STUDY MATERIAL
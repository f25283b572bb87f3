//! A mock engine behind a full [`ScriptApi`].

use std::cell::RefCell;
use std::collections::HashMap;
use std::ffi::{CStr, c_char, c_void};

use jsbridge::capi::{
    ApplicationCApi, CameraCApi, DynamicScriptDataCApi, InputCApi, InputControllerCApi, UnitCApi,
    WorldCApi,
};
use jsbridge::{Bridge, ScriptApi, ScriptException, ScriptValue};
use jsbridge_core::native::{
    CApiCamera, CApiInputController, CApiWorld, Matrix4x4, UnitRef, Vector3,
};
use jsbridge_core::{DynamicScriptDataItem, IdString32};
use jsbridge_modules::testing;
use tracing_subscriber::EnvFilter;

pub const WORLD: usize = 0x1000;
pub const CAMERA: usize = 0x2000;
pub const MY_UNIT: UnitRef = 7;

#[derive(Default)]
struct Engine {
    calls: Vec<String>,
    positions: HashMap<(UnitRef, u32), Vector3>,
    // (unit, key path) -> (tag, payload with a trailing NUL)
    data: HashMap<(UnitRef, Vec<String>), (u32, Vec<u8>)>,
}

thread_local! {
    static ENGINE: RefCell<Engine> = RefCell::new(Engine::default());
}

fn record(call: String) {
    ENGINE.with_borrow_mut(|e| e.calls.push(call));
}

/// Calls recorded since the last take.
pub fn take_calls() -> Vec<String> {
    ENGINE.with_borrow_mut(|e| std::mem::take(&mut e.calls))
}

// =============================================================================
// APPLICATION
// =============================================================================

extern "C" fn main_world() -> *mut CApiWorld {
    WORLD as *mut CApiWorld
}

extern "C" fn platform() -> *const c_char {
    c"win32".as_ptr()
}

// =============================================================================
// WORLD
// =============================================================================

extern "C" fn num_units(world: *mut CApiWorld) -> u32 {
    record(format!("num_units {:#x}", world as usize));
    3
}

extern "C" fn unit_by_name(_world: *mut CApiWorld, name_id: u32) -> UnitRef {
    if name_id == IdString32::new("my_unit").id() {
        MY_UNIT
    } else {
        u32::MAX
    }
}

extern "C" fn unit_by_id(_world: *mut CApiWorld, id: u64) -> UnitRef {
    id as UnitRef
}

extern "C" fn update(world: *mut CApiWorld, dt: f32) {
    record(format!("update {:#x} {dt}", world as usize));
}

extern "C" fn debug_camera_pose(_world: *mut CApiWorld) -> Matrix4x4 {
    Matrix4x4::IDENTITY
}

// =============================================================================
// UNIT
// =============================================================================

extern "C" fn local_position(unit: UnitRef, index: u32) -> Vector3 {
    ENGINE.with_borrow(|e| e.positions.get(&(unit, index)).copied().unwrap_or_default())
}

extern "C" fn set_local_position(unit: UnitRef, index: u32, pos: *const Vector3) {
    let pos = unsafe { *pos };
    ENGINE.with_borrow_mut(|e| e.positions.insert((unit, index), pos));
}

unsafe fn key_path(num_keys: u32, keys: *const *const c_char) -> Vec<String> {
    (0..num_keys as usize)
        .map(|i| unsafe { CStr::from_ptr(*keys.add(i)) }.to_string_lossy().into_owned())
        .collect()
}

extern "C" fn set_data(
    unit: UnitRef,
    value: DynamicScriptDataItem,
    num_keys: u32,
    keys: *const *const c_char,
) {
    let path = unsafe { key_path(num_keys, keys) };
    let mut payload = if value.pointer.is_null() {
        Vec::new()
    } else {
        unsafe { std::slice::from_raw_parts(value.pointer.cast::<u8>(), value.size as usize) }
            .to_vec()
    };
    payload.push(0);
    ENGINE.with_borrow_mut(|e| e.data.insert((unit, path), (value.data_type, payload)));
}

extern "C" fn has_data(unit: UnitRef, num_keys: u32, keys: *const *const c_char) -> i32 {
    let path = unsafe { key_path(num_keys, keys) };
    ENGINE.with_borrow(|e| e.data.contains_key(&(unit, path))) as i32
}

extern "C" fn get_data(
    unit: UnitRef,
    num_keys: u32,
    keys: *const *const c_char,
) -> DynamicScriptDataItem {
    let path = unsafe { key_path(num_keys, keys) };
    ENGINE.with_borrow(|e| match e.data.get(&(unit, path)) {
        Some((tag, payload)) => DynamicScriptDataItem {
            data_type: *tag,
            pointer: payload.as_ptr().cast::<c_void>(),
            size: (payload.len() - 1) as u32,
        },
        None => DynamicScriptDataItem::NIL,
    })
}

// =============================================================================
// CAMERA
// =============================================================================

extern "C" fn camera_set_local_position(camera: *mut CApiCamera, _pos: *const Vector3) {
    record(format!("set_local_position {:#x}", camera as usize));
}

// =============================================================================
// INPUT
// =============================================================================

extern "C" fn keyboard() -> *mut CApiInputController {
    0x100 as *mut CApiInputController
}

extern "C" fn mouse() -> *mut CApiInputController {
    0x200 as *mut CApiInputController
}

extern "C" fn tablet() -> *mut CApiInputController {
    0x280 as *mut CApiInputController
}

extern "C" fn touch_panel(index: u32) -> *mut CApiInputController {
    (0x400 + index as usize) as *mut CApiInputController
}

pub const PAD: usize = 0x300;

extern "C" fn pad(index: u32) -> *mut CApiInputController {
    (PAD + index as usize) as *mut CApiInputController
}

extern "C" fn pressed(controller: *mut CApiInputController, id: u32) -> i32 {
    record(format!("pressed {:#x} {id}", controller as usize));
    (id == 1) as i32
}

/// The engine's tables with the mocks above filled in.
pub fn api() -> ScriptApi {
    ScriptApi {
        application: ApplicationCApi {
            main_world,
            platform,
            ..testing::application()
        },
        world: WorldCApi {
            num_units,
            unit_by_name,
            unit_by_id,
            update,
            debug_camera_pose,
            ..testing::world()
        },
        unit: UnitCApi {
            local_position,
            set_local_position,
            ..testing::unit()
        },
        camera: CameraCApi {
            set_local_position: camera_set_local_position,
            ..testing::camera()
        },
        input: InputCApi {
            keyboard,
            mouse,
            tablet,
            touch_panel,
            pad,
            ..testing::input()
        },
        input_controller: InputControllerCApi {
            pressed,
            ..testing::input_controller()
        },
        unit_data: DynamicScriptDataCApi {
            set_data,
            has_data,
            get_data,
        },
        ..testing::script_api()
    }
}

/// Log output for failing tests, filtered by `RUST_LOG`.
fn init_tracing() {
    let _ = tracing_subscriber::fmt()
        .with_env_filter(EnvFilter::from_default_env())
        .with_test_writer()
        .try_init();
}

pub fn bridge() -> Bridge {
    init_tracing();
    take_calls();
    Bridge::with_default_modules(&api()).unwrap()
}

pub fn call(
    bridge: &Bridge,
    namespace: &str,
    name: &str,
    args: &[ScriptValue],
) -> Result<ScriptValue, ScriptException> {
    bridge
        .function(namespace, name)
        .unwrap_or_else(|| panic!("{namespace}.{name} is not installed"))
        .invoke(args)
}

pub fn world() -> ScriptValue {
    jsbridge::handle::wrap_pointer(WORLD as *mut CApiWorld)
}

pub fn camera() -> ScriptValue {
    jsbridge::handle::wrap_pointer(CAMERA as *mut CApiCamera)
}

EXERCISE INSTRUCTIONS
Each of the records shown above needs to be repeated exactly.

SOLUTION TO THIS TASK
repository f25283b572bb87f3
//! A mock engine behind a full [`ScriptApi`].

use std::cell::RefCell;
use std::collections::HashMap;
use std::ffi::{CStr, c_char, c_void};

use jsbridge::capi::{
    ApplicationCApi, CameraCApi, DynamicScriptDataCApi, InputCApi, InputControllerCApi, UnitCApi,
    WorldCApi,
};
use jsbridge::{Bridge, ScriptApi, ScriptException, ScriptValue};
use jsbridge_core::native::{
    CApiCamera, CApiInputController, CApiWorld, Matrix4x4, UnitRef, Vector3,
};
use jsbridge_core::{DynamicScriptDataItem, IdString32};
use jsbridge_modules::testing;
use tracing_subscriber::EnvFilter;

pub const WORLD: usize = 0x1000;
pub const CAMERA: usize = 0x2000;
pub const MY_UNIT: UnitRef = 7;

#[derive(Default)]
struct Engine {
    calls: Vec<String>,
    positions: HashMap<(UnitRef, u32), Vector3>,
    // (unit, key path) -> (tag, payload with a trailing NUL)
    data: HashMap<(UnitRef, Vec<String>), (u32, Vec<u8>)>,
}

thread_local! {
    static ENGINE: RefCell<Engine> = RefCell::new(Engine::default());
}

fn record(call: String) {
    ENGINE.with_borrow_mut(|e| e.calls.push(call));
}

/// Calls recorded since the last take.
pub fn take_calls() -> Vec<String> {
    ENGINE.with_borrow_mut(|e| std::mem::take(&mut e.calls))
}

// =============================================================================
// APPLICATION
// =============================================================================

extern "C" fn main_world() -> *mut CApiWorld {
    WORLD as *mut CApiWorld
}

extern "C" fn platform() -> *const c_char {
    c"win32".as_ptr()
}

// =============================================================================
// WORLD
// =============================================================================

extern "C" fn num_units(world: *mut CApiWorld) -> u32 {
    record(format!("num_units {:#x}", world as usize));
    3
}

extern "C" fn unit_by_name(_world: *mut CApiWorld, name_id: u32) -> UnitRef {
    if name_id == IdString32::new("my_unit").id() {
        MY_UNIT
    } else {
        u32::MAX
    }
}

extern "C" fn unit_by_id(_world: *mut CApiWorld, id: u64) -> UnitRef {
    id as UnitRef
}

extern "C" fn update(world: *mut CApiWorld, dt: f32) {
    record(format!("update {:#x} {dt}", world as usize));
}

extern "C" fn debug_camera_pose(_world: *mut CApiWorld) -> Matrix4x4 {
    Matrix4x4::IDENTITY
}

// =============================================================================
// UNIT
// =============================================================================

extern "C" fn local_position(unit: UnitRef, index: u32) -> Vector3 {
    ENGINE.with_borrow(|e| e.positions.get(&(unit, index)).copied().unwrap_or_default())
}

extern "C" fn set_local_position(unit: UnitRef, index: u32, pos: *const Vector3) {
    let pos = unsafe { *pos };
    ENGINE.with_borrow_mut(|e| e.positions.insert((unit, index), pos));
}

unsafe fn key_path(num_keys: u32, keys: *const *const c_char) -> Vec<String> {
    (0..num_keys as usize)
        .map(|i| unsafe { CStr::from_ptr(*keys.add(i)) }.to_string_lossy().into_owned())
        .collect()
}

extern "C" fn set_data(
    unit: UnitRef,
    value: DynamicScriptDataItem,
    num_keys: u32,
    keys: *const *const c_char,
) {
    let path = unsafe { key_path(num_keys, keys) };
    let mut payload = if value.pointer.is_null() {
        Vec::new()
    } else {
        unsafe { std::slice::from_raw_parts(value.pointer.cast::<u8>(), value.size as usize) }
            .to_vec()
    };
    payload.push(0);
    ENGINE.with_borrow_mut(|e| e.data.insert((unit, path), (value.data_type, payload)));
}

extern "C" fn has_data(unit: UnitRef, num_keys: u32, keys: *const *const c_char) -> i32 {
    let path = unsafe { key_path(num_keys, keys) };
    ENGINE.with_borrow(|e| e.data.contains_key(&(unit, path))) as i32
}

extern "C" fn get_data(
    unit: UnitRef,
    num_keys: u32,
    keys: *const *const c_char,
) -> DynamicScriptDataItem {
    let path = unsafe { key_path(num_keys, keys) };
    ENGINE.with_borrow(|e| match e.data.get(&(unit, path)) {
        Some((tag, payload)) => DynamicScriptDataItem {
            data_type: *tag,
            pointer: payload.as_ptr().cast::<c_void>(),
            size: (payload.len() - 1) as u32,
        },
        None => DynamicScriptDataItem::NIL,
    })
}

// =============================================================================
// CAMERA
// =============================================================================

extern "C" fn camera_set_local_position(camera: *mut CApiCamera, _pos: *const Vector3) {
    record(format!("set_local_position {:#x}", camera as usize));
}

// =============================================================================
// INPUT
// =============================================================================

extern "C" fn keyboard() -> *mut CApiInputController {
    0x100 as *mut CApiInputController
}

extern "C" fn mouse() -> *mut CApiInputController {
    0x200 as *mut CApiInputController
}

extern "C" fn tablet() -> *mut CApiInputController {
    0x280 as *mut CApiInputController
}

extern "C" fn touch_panel(index: u32) -> *mut CApiInputController {
    (0x400 + index as usize) as *mut CApiInputController
}

pub const PAD: usize = 0x300;

extern "C" fn pad(index: u32) -> *mut CApiInputController {
    (PAD + index as usize) as *mut CApiInputController
}

extern "C" fn pressed(controller: *mut CApiInputController, id: u32) -> i32 {
    record(format!("pressed {:#x} {id}", controller as usize));
    (id == 1) as i32
}

/// The engine's tables with the mocks above filled in.
pub fn api() -> ScriptApi {
    ScriptApi {
        application: ApplicationCApi {
            main_world,
            platform,
            ..testing::application()
        },
        world: WorldCApi {
            num_units,
            unit_by_name,
            unit_by_id,
            update,
            debug_camera_pose,
            ..testing::world()
        },
        unit: UnitCApi {
            local_position,
            set_local_position,
            ..testing::unit()
        },
        camera: CameraCApi {
            set_local_position: camera_set_local_position,
            ..testing::camera()
        },
        input: InputCApi {
            keyboard,
            mouse,
            tablet,
            touch_panel,
            pad,
            ..testing::input()
        },
        input_controller: InputControllerCApi {
            pressed,
            ..testing::input_controller()
        },
        unit_data: DynamicScriptDataCApi {
            set_data,
            has_data,
            get_data,
        },
        ..testing::script_api()
    }
}

/// Log output for failing tests, filtered by `RUST_LOG`.
fn init_tracing() {
    let _ = tracing_subscriber::fmt()
        .with_env_filter(EnvFilter::from_default_env())
        .with_test_writer()
        .try_init();
}

pub fn bridge() -> Bridge {
    init_tracing();
    take_calls();
    Bridge::with_default_modules(&api()).unwrap()
}

pub fn call(
    bridge: &Bridge,
    namespace: &str,
    name: &str,
    args: &[ScriptValue],
) -> Result<ScriptValue, ScriptException> {
    bridge
        .function(namespace, name)
        .unwrap_or_else(|| panic!("{namespace}.{name} is not installed"))
        .invoke(args)
}

pub fn world() -> ScriptValue {
    jsbridge::handle::wrap_pointer(WORLD as *mut CApiWorld)
}

pub fn camera() -> ScriptValue {
    jsbridge::handle::wrap_pointer(CAMERA as *mut CApiCamera)
}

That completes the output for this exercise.